Мэннинг улыбнулся во весь рот, так что все увидели его сверкающий золотом коренной зуб.
— Да, ходил… Я только что объяснил все это инспектору Тейпу. Ну а что касается диктофонной записи, остается лишь развести руками. О покойниках — либо хорошее, либо ничего, как говорится, но я вынужден сказать, что эксцентричность его светлости порой перехлестывала через край… — Его улыбка стала почти оскалом. — Инспектор, между прочим, сказал мне, в какое время была убита Дорис. Если вы помните, мне пришлось спуститься сюда, чтобы осмотреть тело его светлости, и по просьбе мистера Стайна я поднялся наверх, чтобы проинформировать леди Рейл. Это было, припоминаю, примерно без четверти десять. Я оставался с леди Рейл, как она подтвердит, до того момента, как меня позвали, чтобы осмотреть тело этой бедняжки, примерно через час. Я бы настоятельно попросил вас допросить леди Рейл по этому вопросу немедленно, хотя она, без сомнения, нуждается в отдыхе, после всего пережитого. Но я уверен, что вы первым делом поговорите с ней утром. Я буду здесь, чтобы сопроводить оба тела в Олдбридж.
Гонт кивнул, а Фрэнсис протянул ему руку.
— Хорошо, сэр, — сказал он. — Бесконечно благодарен вам, доктор, и доброй ночи. Вуд выпустит вас.
— И все-таки я бы советовал поговорить с леди Рейл, — с вежливой настойчивостью проговорил Мэннинг, кивая остальным. — Я бы хотел подтверждения своим словам. Благодарю вас. Доброй ночи, джентльмены.
Он выплыл в гостиную, эдакий величавый линейный корабль. Фрэнсис сделал глубокий вдох.
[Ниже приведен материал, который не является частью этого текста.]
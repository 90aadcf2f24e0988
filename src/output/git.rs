//! Version-control collaborator
//!
//! The output directory is a git worktree rewritten in full on every run:
//! prove it clean, switch to the configured branch, remove everything
//! tracked, then (after the crawl) stage and commit. Any precondition or
//! command failure is fatal. Commands that print to stderr are treated as
//! failed even on a zero exit.

use crate::GitError;
use std::path::Path;
use std::process::Output;
use tokio::process::Command;

async fn run_git(dir: &Path, args: &[&str]) -> Result<Output, GitError> {
    Ok(Command::new("git")
        .args(args)
        .current_dir(dir)
        .output()
        .await?)
}

fn command_error(action: &str, output: &Output) -> GitError {
    let stderr = String::from_utf8_lossy(&output.stderr);
    GitError::Command {
        action: action.to_string(),
        detail: stderr.trim().to_string(),
    }
}

/// The workspace must report no tracked changes and no untracked files.
pub async fn ensure_clean(dir: &Path) -> Result<(), GitError> {
    let output = run_git(dir, &["status", "--porcelain", "--untracked-files=all"]).await?;
    if !output.status.success() {
        return Err(command_error("check repository status", &output));
    }
    if !output.stdout.is_empty() || !output.stderr.is_empty() {
        return Err(GitError::DirtyWorkspace);
    }
    Ok(())
}

pub async fn checkout(dir: &Path, branch: &str) -> Result<(), GitError> {
    let output = run_git(dir, &["checkout", "--quiet", branch]).await?;
    if !output.status.success() || !output.stderr.is_empty() {
        return Err(command_error("checkout target branch", &output));
    }
    Ok(())
}

/// Removes every tracked file, so resources gone upstream disappear from
/// the mirror too.
pub async fn remove_tracked(dir: &Path) -> Result<(), GitError> {
    let output = run_git(dir, &["rm", "-r", "--quiet", "--ignore-unmatch", "."]).await?;
    if !output.status.success() || !output.stderr.is_empty() {
        return Err(command_error("delete files in repository", &output));
    }
    Ok(())
}

/// Stages all changes and commits. The commit must succeed with no changes
/// as well, so every run leaves a snapshot.
pub async fn commit_all(dir: &Path, message: &str) -> Result<(), GitError> {
    let output = run_git(dir, &["add", "--all"]).await?;
    if !output.status.success() || !output.stderr.is_empty() {
        return Err(command_error("add updated files to the git index", &output));
    }

    let output = run_git(dir, &["commit", "--all", "--allow-empty", "--message", message]).await?;
    if !output.status.success() || !output.stderr.is_empty() {
        return Err(command_error("commit", &output));
    }
    tracing::info!("git commit succeeded");
    tracing::debug!("{}", String::from_utf8_lossy(&output.stdout).trim());
    Ok(())
}

#[cfg(test)]
mod tests {
    use super::*;

    async fn git_available() -> bool {
        Command::new("git")
            .arg("--version")
            .output()
            .await
            .map(|output| output.status.success())
            .unwrap_or(false)
    }

    async fn init_repo(dir: &Path) {
        let output = Command::new("git")
            .args(["init", "--quiet"])
            .current_dir(dir)
            .output()
            .await
            .unwrap();
        assert!(output.status.success());
    }

    #[tokio::test]
    async fn fresh_repository_is_clean() {
        if !git_available().await {
            return;
        }
        let dir = tempfile::tempdir().unwrap();
        init_repo(dir.path()).await;
        ensure_clean(dir.path()).await.unwrap();
    }

    #[tokio::test]
    async fn untracked_file_makes_workspace_dirty() {
        if !git_available().await {
            return;
        }
        let dir = tempfile::tempdir().unwrap();
        init_repo(dir.path()).await;
        std::fs::write(dir.path().join("stray.txt"), "x").unwrap();
        assert!(matches!(
            ensure_clean(dir.path()).await,
            Err(GitError::DirtyWorkspace)
        ));
    }

    #[tokio::test]
    async fn status_outside_a_repository_fails() {
        if !git_available().await {
            return;
        }
        let dir = tempfile::tempdir().unwrap();
        assert!(matches!(
            ensure_clean(dir.path()).await,
            Err(GitError::Command { .. })
        ));
    }
}
//! Todo List Component
//!
//! The list manager: owns the `TodoState` signal, hands derived slices and
//! callbacks down to the rows.

use leptos::prelude::*;

use crate::components::{ListTab, NewTodoForm, TabBar, TodoItem};
use crate::store::TodoState;

/// Owns the todo collection and the compose form; renders the two tabs.
#[component]
pub fn TodoList() -> impl IntoView {
    let state = RwSignal::new(TodoState::new());
    let (current_tab, set_current_tab) = signal(ListTab::Active);

    let on_delete = Callback::new(move |id: u32| state.update(|s| s.delete_todo(id)));
    let on_toggle = Callback::new(move |id: u32| state.update(|s| s.toggle_todo(id)));

    // Recomputed from scratch on every state change
    let active = Memo::new(move |_| state.with(|s| s.active()));
    let completed = Memo::new(move |_| state.with(|s| s.completed()));

    view! {
        <div class="todo-list">
            <NewTodoForm state=state />

            <TabBar current_tab=current_tab set_current_tab=set_current_tab />

            <Show when=move || current_tab.get() == ListTab::Active>
                <ul class="todo-items">
                    <For
                        each=move || active.get()
                        key=|todo| todo.id
                        children=move |todo| {
                            view! { <TodoItem todo=todo on_delete=on_delete on_toggle=on_toggle /> }
                        }
                    />
                </ul>
            </Show>
            <Show when=move || current_tab.get() == ListTab::Completed>
                <ul class="todo-items">
                    <For
                        each=move || completed.get()
                        key=|todo| todo.id
                        children=move |todo| {
                            view! { <TodoItem todo=todo on_delete=on_delete on_toggle=on_toggle /> }
                        }
                    />
                </ul>
            </Show>

            <p class="item-count">
                {move || format!("{} active, {} completed", active.get().len(), completed.get().len())}
            </p>
        </div>
    }
}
— А теперь, — сказал он, — спать. Я совершенно без сил. Все равно мы ничего не сможем сделать до утра. Я попросил Вуда отнести ваши вещи в Королевскую комнату, мистер Гонт. Я вас провожу, если не возражаете…
Гонт покачал головой:
— Благодарю вас. Я посижу здесь какое-то время. Все равно я сейчас не смогу уснуть.
…Только когда Тэрлейн взял со стола рядом с лестницей в Большом зале свечу, приготовившись идти в свою комнату, он понял, как сильно устал. Кестеван и Мэссей уже поднялись наверх, а Фрэнсис удалился для обмена мнениями с инспектором Тейпом. Так что Тэрлейн отправился наверх в компании сэра Джорджа.
Было час ночи. Одинокий приглушенный удар нескольких часов разнесся по всему дому. Вуд давно уже погасил камин, и в Большом зале стало прохладно. Вуд стоял возле парадной двери, приготовившись выпустить инспектора из дома.
В портретной галерее наверху все свечи были погашены. Сэр Джордж замедлил шаги и сказал:
— Ну, спокойной ночи, старик! — Он опустил свою свечу, так что на портретах видны были только ноги — в доспехах, в рейтузах, в полосатых брюках. — Я в Комнате настоятеля. — Он задумался. — Послушай, тебе не кажется, что кто-то все-таки бродит здесь по ночам?
— Кажется, — спокойно ответил Тэрлейн.
— То-то и оно! — сказал сэр Джордж. — Я бы заперся изнутри на твоем месте. Спокойной ночи.
Тэрлейн попытался проанализировать свои ощущения, идя к себе в комнату. Он пощупал свой пульс и не обнаружил никаких нарушений. Если он и испытывал страх, то это был страх сродни оторопи. Маленькие молоточки стучали у него в висках, а сердце замирало. Но он мог поклясться, что не был испуган.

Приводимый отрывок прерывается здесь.